Siamo 8 miliardi ad abitare la Terra. Per chiarezza, non sa davvero nessuno se sia effettivamente così, ma in un gioco di modelli previsionali e algoritmi a stimare il traguardo demografico sono le Nazioni Unite, che fissano inoltre come imminente il sorpasso dell'India alla Cina come paese più popoloso del mondo: insieme ospitano ormai circa il 35% degli abitanti del pianeta.

Il grande balzo da Napoleone a Modi - Ci sono voluti centinaia di migliaia di anni prima che la Terra fosse abitata da un miliardo di persone: un lasso di tempo che va dalle prime tracce dell'Homo Sapiens fino all'incoronazione di Napoleone come Imperatore di Francia, nel 1804. Da allora la Terra ha subito un progressivo shock demografico. Nel corso del ventesimo secolo la popolazione è passata da 1,6 miliardi nel 1900 ai 6,1 miliardi nell'anno 2000. Dopo undici anni, il traguardo dei 7 miliardi è stato raggiunto nel 2011, con Barack Obama presidente americano e Vladimir Putin in pausa presidenziale – era primo ministro per raggiunto limite di mandati e aveva parcheggiato Dmitrj Medvedev al Cremlino – mentre Xi Jinping era il vice di Hu Jintao – per intenderci, quello portato a braccia fuori dall'ultimo Congresso del Partito Comunista Cinese.

Altri undici anni dopo, 15 novembre 2022, il traguardo degli 8 miliardi di abitanti. Si tratta di stime, perché i censimenti mondiali non sono aggiornati. Proiezioni che tengono conto ovviamente anche del mancato aggiornamento dei censimenti in molti paesi del mondo e della complessa registrazione dei decessi di alcune epidemie, in particolare della pandemia di Covid-19 che ha raggiunto ogni angolo del pianeta.

Un traguardo frutto del progresso umano in termini di accesso all'acqua potabile, al cibo, al miglioramento nella prevenzione delle malattie, nell'assistenza sanitaria, nei servizi igienici, alla drastica contrazione dei casi di mortalità infantile. In questa fase storica, questi fattori incidono più di altri che invece minacciano la prosecuzione del trend demografico: l'inquinamento, il cambiamento climatico, il consumo del suolo, le minacce alla biodiversità, alla fauna selvatica, alle riserve idriche, alla sicurezza alimentare. "Dovremmo comunque essere ottimisti – dice Patrick Gerland del Dipartimento degli affari economici e sociali delle Nazioni Unite – la storia dice che il mondo è riuscito ad adattarsi e a trovare le soluzioni ai problemi". Tuttavia, "mantenere lo status quo e non fare nulla non è un'opzione. Che ci piaccia o no, i cambiamenti accadranno e la situazione non migliorerà da sola. Servono interventi subito e in futuro". Anche perché tutto questo avrà un impatto fortissimo sulle migrazioni.
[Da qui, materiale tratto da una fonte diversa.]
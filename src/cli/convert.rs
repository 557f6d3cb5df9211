//! Convert command - merge per-sample genotype reports into one VCF.

use std::path::PathBuf;

use clap::Args;

use crate::cli::OutputFormat;
use crate::convert::engine::{convert_files, ConversionConfig, ConversionPaths, ConversionSummary};
use crate::convert::strand::StrandThresholds;
use crate::core::types::SyncMode;

/// Arguments for the convert command
#[derive(Args)]
pub struct ConvertArgs {
    /// GenomeStudio report file, named by sample. Repeat or give a
    /// comma-separated list; the order sets the sample columns
    #[arg(short = 'r', long = "report", required = true, value_delimiter = ',', num_args = 1..)]
    pub reports: Vec<PathBuf>,

    /// Array manifest (.csv, optionally gzipped)
    #[arg(short, long)]
    pub manifest: PathBuf,

    /// Reference FASTA for the genome build of the reports.
    /// Uses <fasta>.fai for random access when present
    #[arg(short = 'R', long)]
    pub reference: PathBuf,

    /// Output VCF; `-` for stdout, a .gz suffix writes gzip
    #[arg(short, long, default_value = "-")]
    pub output: PathBuf,

    /// How report records are matched to manifest probes
    #[arg(long, value_enum, default_value_t = SyncMode::IndexFree)]
    pub mode: SyncMode,

    /// Look probes up by name; same as `--mode map`. Use for out of order data
    #[arg(long, conflicts_with = "mode")]
    pub hash: bool,

    /// Do not log data-quality warnings
    #[arg(long)]
    pub suppress_warnings: bool,
}

impl ConvertArgs {
    fn config(&self) -> ConversionConfig {
        ConversionConfig {
            mode: if self.hash { SyncMode::Map } else { self.mode },
            suppress_warnings: self.suppress_warnings,
            thresholds: StrandThresholds::default(),
        }
    }
}

/// Execute the convert command
///
/// # Errors
///
/// Returns an error if an input cannot be read or the conversion hits a fatal
/// condition.
#[allow(clippy::needless_pass_by_value)]
pub fn run(args: ConvertArgs, format: OutputFormat, verbose: bool) -> anyhow::Result<()> {
    let config = args.config();
    if verbose {
        eprintln!(
            "Converting {} sample(s) in {} mode",
            args.reports.len(),
            config.mode
        );
    }

    let paths = ConversionPaths {
        reports: args.reports,
        manifest: args.manifest,
        reference: args.reference,
        output: args.output,
    };
    let summary = convert_files(&paths, config)?;

    match format {
        OutputFormat::Text => print_text_summary(&summary),
        OutputFormat::Json => eprintln!("{}", serde_json::to_string_pretty(&summary)?),
        OutputFormat::Tsv => print_tsv_summary(&summary),
    }
    Ok(())
}

fn summary_rows(summary: &ConversionSummary) -> [(&'static str, u64); 9] {
    [
        ("samples", summary.samples as u64),
        ("manifest_records", summary.manifest_records),
        ("written", summary.written),
        ("dropped", summary.dropped),
        ("not_found", summary.not_found),
        ("context_mismatches", summary.context_mismatches),
        ("reference_mismatches", summary.reference_mismatches),
        ("mito_excluded", summary.mito_excluded),
        ("duplicate_names", summary.duplicate_names),
    ]
}

// The VCF may be streaming to stdout, so summaries go to stderr
fn print_text_summary(summary: &ConversionSummary) {
    eprintln!(
        "Wrote {} of {} manifest records for {} sample(s)",
        summary.written, summary.manifest_records, summary.samples
    );
    if summary.dropped > 0 {
        eprintln!("   Dropped (not reported by first sample): {}", summary.dropped);
    }
    if summary.not_found > 0 {
        eprintln!("   Not found in manifest: {}", summary.not_found);
    }
    if summary.context_mismatches > 0 {
        eprintln!("   Context mismatches: {}", summary.context_mismatches);
    }
    if summary.reference_mismatches > 0 {
        eprintln!("   Reference base not a probe allele: {}", summary.reference_mismatches);
    }
    if summary.mito_excluded > 0 {
        eprintln!("   Mitochondrial excluded: {}", summary.mito_excluded);
    }
    if summary.duplicate_names > 0 {
        eprintln!("   Duplicate manifest names ignored: {}", summary.duplicate_names);
    }
}

fn print_tsv_summary(summary: &ConversionSummary) {
    eprintln!("metric\tvalue");
    for (metric, value) in summary_rows(summary) {
        eprintln!("{metric}\t{value}");
    }
}
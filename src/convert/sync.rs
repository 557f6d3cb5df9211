//! Merge-join of the per-sample report streams against the manifest.
//!
//! Every input is a pull-based iterator; the [`Synchronizer`] advances them in
//! lockstep and yields one [`SyncedProbe`] per manifest probe that every sample
//! reported. Two policies are supported (see [`SyncMode`]):
//!
//! - **Index-free**: reports follow manifest order exactly. The primary
//!   (first) sample may skip manifest probes; any other sample that diverges is
//!   a fatal ordering violation.
//! - **Map**: the manifest is loaded into a name-keyed table and the primary
//!   sample drives iteration. Secondary samples must report the same probe
//!   name, row for row.
//!
//! Only the primary stream is allowed to desynchronize. Secondary streams have
//! no key to resynchronize on without re-sorting, so a mismatch there aborts
//! the run.

use std::collections::HashMap;

use thiserror::Error;
use tracing::{debug, info, warn};

use crate::core::chrom::is_mitochondrial;
use crate::core::manifest::ManifestRecord;
use crate::core::report::ReportRecord;
use crate::core::types::SyncMode;
use crate::parsing::ParseError;

/// Boxed producer of manifest records
pub type ManifestSource = Box<dyn Iterator<Item = Result<ManifestRecord, ParseError>> + Send>;

/// Boxed producer of one sample's report records
pub type ReportSource = Box<dyn Iterator<Item = Result<ReportRecord, ParseError>> + Send>;

#[derive(Error, Debug)]
pub enum SyncError {
    #[error("Manifest: {0}")]
    Manifest(#[source] ParseError),

    #[error("Sample '{sample}': {source}")]
    Sample {
        sample: String,
        #[source]
        source: ParseError,
    },

    #[error(
        "Sample '{sample}' is out of order: expected probe '{expected}', found '{found}'"
    )]
    OrderingViolation {
        sample: String,
        expected: String,
        found: String,
    },

    #[error("Sample '{sample}' ended before the primary sample (at probe '{expected}')")]
    TruncatedStream { sample: String, expected: String },

    #[error("At least one sample report is required")]
    NoSamples,
}

/// One sample's report records with a single-record pushback slot
pub struct SampleStream {
    name: String,
    records: ReportSource,
    pending: Option<ReportRecord>,
}

impl SampleStream {
    pub fn new(name: impl Into<String>, records: ReportSource) -> Self {
        Self {
            name: name.into(),
            records,
            pending: None,
        }
    }

    #[must_use]
    pub fn name(&self) -> &str {
        &self.name
    }

    /// Next record, placeholders included
    ///
    /// # Errors
    ///
    /// Returns `SyncError::Sample` if the underlying report fails to parse.
    pub fn next_raw(&mut self) -> Result<Option<ReportRecord>, SyncError> {
        if let Some(record) = self.pending.take() {
            return Ok(Some(record));
        }
        match self.records.next() {
            Some(Ok(record)) => Ok(Some(record)),
            Some(Err(source)) => Err(SyncError::Sample {
                sample: self.name.clone(),
                source,
            }),
            None => Ok(None),
        }
    }

    /// Next usable call, skipping placeholder rows
    ///
    /// # Errors
    ///
    /// Returns `SyncError::Sample` if the underlying report fails to parse.
    pub fn next_call(&mut self) -> Result<Option<ReportRecord>, SyncError> {
        while let Some(record) = self.next_raw()? {
            if !record.is_placeholder() {
                return Ok(Some(record));
            }
        }
        Ok(None)
    }

    /// Return a record so the next pull yields it again
    pub fn push_back(&mut self, record: ReportRecord) {
        self.pending = Some(record);
    }

    /// Next usable call from a secondary stream; running dry here is fatal
    fn require(&mut self, expected: &str) -> Result<ReportRecord, SyncError> {
        self.next_call()?.ok_or_else(|| SyncError::TruncatedStream {
            sample: self.name.clone(),
            expected: expected.to_string(),
        })
    }
}

/// A manifest probe with one report record per sample, in sample order
#[derive(Debug, Clone)]
pub struct SyncedProbe {
    pub manifest: ManifestRecord,
    pub samples: Vec<ReportRecord>,
}

/// Counters collected while synchronizing
#[derive(Debug, Clone, Default, PartialEq, Eq)]
pub struct SyncStats {
    /// Manifest records read
    pub manifest_records: u64,
    /// Probes yielded to the caller
    pub synced: u64,
    /// Manifest records dropped because the primary sample did not report them
    pub dropped: u64,
    /// Primary-sample probes missing from the manifest (map mode)
    pub not_found: u64,
    /// Probes on the mitochondrial contig
    pub mito_excluded: u64,
    /// Later manifest records sharing an earlier probe name (map mode)
    pub duplicate_names: u64,
}

enum Cursor {
    IndexFree(ManifestSource),
    Map {
        pending: Option<ManifestSource>,
        table: HashMap<String, ManifestRecord>,
    },
}

/// Lockstep iterator over the manifest and all sample streams
pub struct Synchronizer {
    cursor: Cursor,
    samples: Vec<SampleStream>,
    suppress_warnings: bool,
    stats: SyncStats,
    done: bool,
}

impl Synchronizer {
    /// # Errors
    ///
    /// Returns `SyncError::NoSamples` when `samples` is empty.
    pub fn new(
        mode: SyncMode,
        manifest: ManifestSource,
        samples: Vec<SampleStream>,
        suppress_warnings: bool,
    ) -> Result<Self, SyncError> {
        if samples.is_empty() {
            return Err(SyncError::NoSamples);
        }
        let cursor = match mode {
            SyncMode::IndexFree => Cursor::IndexFree(manifest),
            SyncMode::Map => Cursor::Map {
                pending: Some(manifest),
                table: HashMap::new(),
            },
        };
        Ok(Self {
            cursor,
            samples,
            suppress_warnings,
            stats: SyncStats::default(),
            done: false,
        })
    }

    #[must_use]
    pub fn stats(&self) -> &SyncStats {
        &self.stats
    }

    #[must_use]
    pub fn sample_names(&self) -> Vec<String> {
        self.samples.iter().map(|s| s.name().to_string()).collect()
    }

    fn next_index_free(&mut self) -> Result<Option<SyncedProbe>, SyncError> {
        let Cursor::IndexFree(source) = &mut self.cursor else {
            return Ok(None);
        };

        loop {
            let manifest = match source.next() {
                Some(record) => record.map_err(SyncError::Manifest)?,
                None => {
                    warn_trailing(&mut self.samples, self.suppress_warnings)?;
                    return Ok(None);
                }
            };
            self.stats.manifest_records += 1;

            let (primary, secondary) = self.samples.split_at_mut(1);
            let primary = &mut primary[0];
            let Some(first) = primary.next_call()? else {
                info!(
                    sample = %primary.name(),
                    probe = %manifest.name,
                    "Primary sample exhausted, ignoring remaining manifest records"
                );
                warn_trailing(secondary, self.suppress_warnings)?;
                return Ok(None);
            };

            if !first.matches_manifest(&manifest) {
                if !self.suppress_warnings {
                    warn!(
                        probe = %manifest.name,
                        chrom = %manifest.chromosome,
                        pos = manifest.position,
                        found = %first,
                        "Primary sample does not report manifest probe, dropping it"
                    );
                }
                primary.push_back(first);
                self.stats.dropped += 1;
                continue;
            }

            let mut samples = Vec::with_capacity(secondary.len() + 1);
            samples.push(first);
            for stream in secondary.iter_mut() {
                let record = stream.require(&manifest.name)?;
                if !record.matches_manifest(&manifest) {
                    return Err(SyncError::OrderingViolation {
                        sample: stream.name().to_string(),
                        expected: format!(
                            "{} {}:{}",
                            manifest.name, manifest.chromosome, manifest.position
                        ),
                        found: record.to_string(),
                    });
                }
                samples.push(record);
            }

            if is_mitochondrial(&manifest.chromosome) {
                self.stats.mito_excluded += 1;
                continue;
            }
            return Ok(Some(SyncedProbe { manifest, samples }));
        }
    }

    fn load_table(&mut self) -> Result<(), SyncError> {
        let Cursor::Map { pending, table } = &mut self.cursor else {
            return Ok(());
        };
        let Some(manifest) = pending.take() else {
            return Ok(());
        };

        for record in manifest {
            let record = record.map_err(SyncError::Manifest)?;
            self.stats.manifest_records += 1;
            let key = record.lookup_key();
            if table.contains_key(&key) {
                // First occurrence wins
                debug!(probe = %record.name, "Duplicate probe name in manifest, keeping first");
                self.stats.duplicate_names += 1;
            } else {
                table.insert(key, record);
            }
        }
        debug!(
            probes = table.len(),
            duplicates = self.stats.duplicate_names,
            "Loaded manifest lookup table"
        );
        if self.stats.duplicate_names > 0 && !self.suppress_warnings {
            warn!(
                duplicates = self.stats.duplicate_names,
                "Manifest has duplicate probe names; only the first of each is used"
            );
        }
        Ok(())
    }

    fn next_mapped(&mut self) -> Result<Option<SyncedProbe>, SyncError> {
        self.load_table()?;
        let Cursor::Map { table, .. } = &self.cursor else {
            return Ok(None);
        };

        loop {
            let (primary, secondary) = self.samples.split_at_mut(1);
            let Some(first) = primary[0].next_raw()? else {
                warn_trailing(secondary, self.suppress_warnings)?;
                return Ok(None);
            };

            let manifest = if first.is_placeholder() {
                None
            } else {
                let found = table.get(&first.probe.to_lowercase());
                if found.is_none() {
                    debug!(probe = %first.probe, "Probe not in manifest");
                    self.stats.not_found += 1;
                }
                found
            };
            let Some(manifest) = manifest else {
                // Keep secondary rows aligned with the primary. A secondary
                // that is already dry only fails once a probe needs its call.
                for stream in secondary.iter_mut() {
                    if stream.next_raw()?.is_none() {
                        debug!(
                            sample = %stream.name(),
                            probe = %first.probe,
                            "Sample exhausted while skipping an unmapped row"
                        );
                    }
                }
                continue;
            };

            if !first.matches_manifest(manifest) && !self.suppress_warnings {
                warn!(
                    probe = %manifest.name,
                    chrom = %manifest.chromosome,
                    pos = manifest.position,
                    found = %first,
                    "Sample coordinates disagree with manifest"
                );
            }

            let mut samples = Vec::with_capacity(secondary.len() + 1);
            samples.push(first);
            for stream in secondary.iter_mut() {
                let record = stream.require(&manifest.name)?;
                if !record.probe.eq_ignore_ascii_case(&manifest.name) {
                    return Err(SyncError::OrderingViolation {
                        sample: stream.name().to_string(),
                        expected: manifest.name.clone(),
                        found: record.probe,
                    });
                }
                samples.push(record);
            }

            if is_mitochondrial(&manifest.chromosome) {
                self.stats.mito_excluded += 1;
                continue;
            }
            return Ok(Some(SyncedProbe {
                manifest: manifest.clone(),
                samples,
            }));
        }
    }
}

/// Warn about usable records left in the given streams
fn warn_trailing(streams: &mut [SampleStream], suppress_warnings: bool) -> Result<(), SyncError> {
    for stream in streams {
        if let Some(record) = stream.next_call()? {
            if !suppress_warnings {
                warn!(
                    sample = %stream.name(),
                    next = %record,
                    "Sample has records left after the run ended"
                );
            }
        }
    }
    Ok(())
}

impl Iterator for Synchronizer {
    type Item = Result<SyncedProbe, SyncError>;

    fn next(&mut self) -> Option<Self::Item> {
        if self.done {
            return None;
        }
        let result = match self.cursor {
            Cursor::IndexFree(_) => self.next_index_free(),
            Cursor::Map { .. } => self.next_mapped(),
        };
        match result {
            Ok(Some(probe)) => {
                self.stats.synced += 1;
                Some(Ok(probe))
            }
            Ok(None) => {
                self.done = true;
                None
            }
            Err(e) => {
                self.done = true;
                Some(Err(e))
            }
        }
    }
}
La crescita demografica rallenta, il clima complica le previsioni - Guardare alle tendenze demografiche non è un'operazione semplice, soprattutto per quanto concerne il calcolo dell'impatto del climate change. Quando in questi giorni si osserva con inquietudine ai mancati progressi di Cop27 in Egitto, si registra praticamente il ritardo con cui l'uomo sta reagendo al riscaldamento del pianeta. Il clima che cambia potrebbe rendere inabitabili aree del pianeta popolatissime, come il Sahel, il Medio Oriente, l'India, altre aree potrebbero subire le conseguenze dell'innalzamento dei mari o delle più frequenti inondazioni, con effetti soprattutto sulle risorse idriche e sulla sicurezza alimentare. Senza considerare l'insorgere di nuovi virus che si diffondano pericolosamente nel mondo. Questa situazione potrebbe incidere drasticamente sugli spostamenti delle popolazioni nel mondo.

Quello che è certo è che la crescita demografica rallenta. Nel 2020 il tasso di crescita della popolazione mondiale è sceso sotto l'1% annuo per la prima volta dal 1950. Si prevede che la popolazione mondiale raggiungerà i 9 miliardi entro il 2037, poi un picco a 10,4 miliardi nel 2080 per poi ristagnare a fine secolo. Alcuni anni fa l'Onu aveva stimato che nel 2100 la popolazione mondiale potesse aumentare fino a 11 miliardi, poi ha rivisto al ribasso le previsioni. Di certo avverrà con spaventosi squilibri geografici. La crescita demografica sarà concentrata per oltre la metà in 9 Paesi: in Africa Egitto, Etiopia, Repubblica democratica del Congo, Nigeria e Tanzania; in Asia India, Pakistan e Indonesia; e negli Stati Uniti.

Hans Rosling, un medico e accademico svedese, ha affermato che l'attuale codice pin nel mondo è 1114 - 1 miliardo di persone nelle Americhe, in Europa e in Africa e 4 miliardi in Asia – mentre nel 2050 il codice sarà 1145 - 1 miliardo di persone nelle Americhe e in Europa, 4 miliardi in Africa e 5 miliardi in Asia. La vera incognita dei modelli previsionali riguarda quello che avverrà in Africa. È certificato che un maggiore investimento nell'istruzione riduce il tasso di fertilità, in qualsiasi parte del mondo è così. Inoltre minore è il tasso di fertilità, maggiore è il tasso di benessere dei bambini. Ci sono realtà, come quella nigeriana, che vedono un boom incontrollato: la Nigeria raddoppia ogni 30 anni la popolazione, con un tasso di crescita annuo del 2,5%.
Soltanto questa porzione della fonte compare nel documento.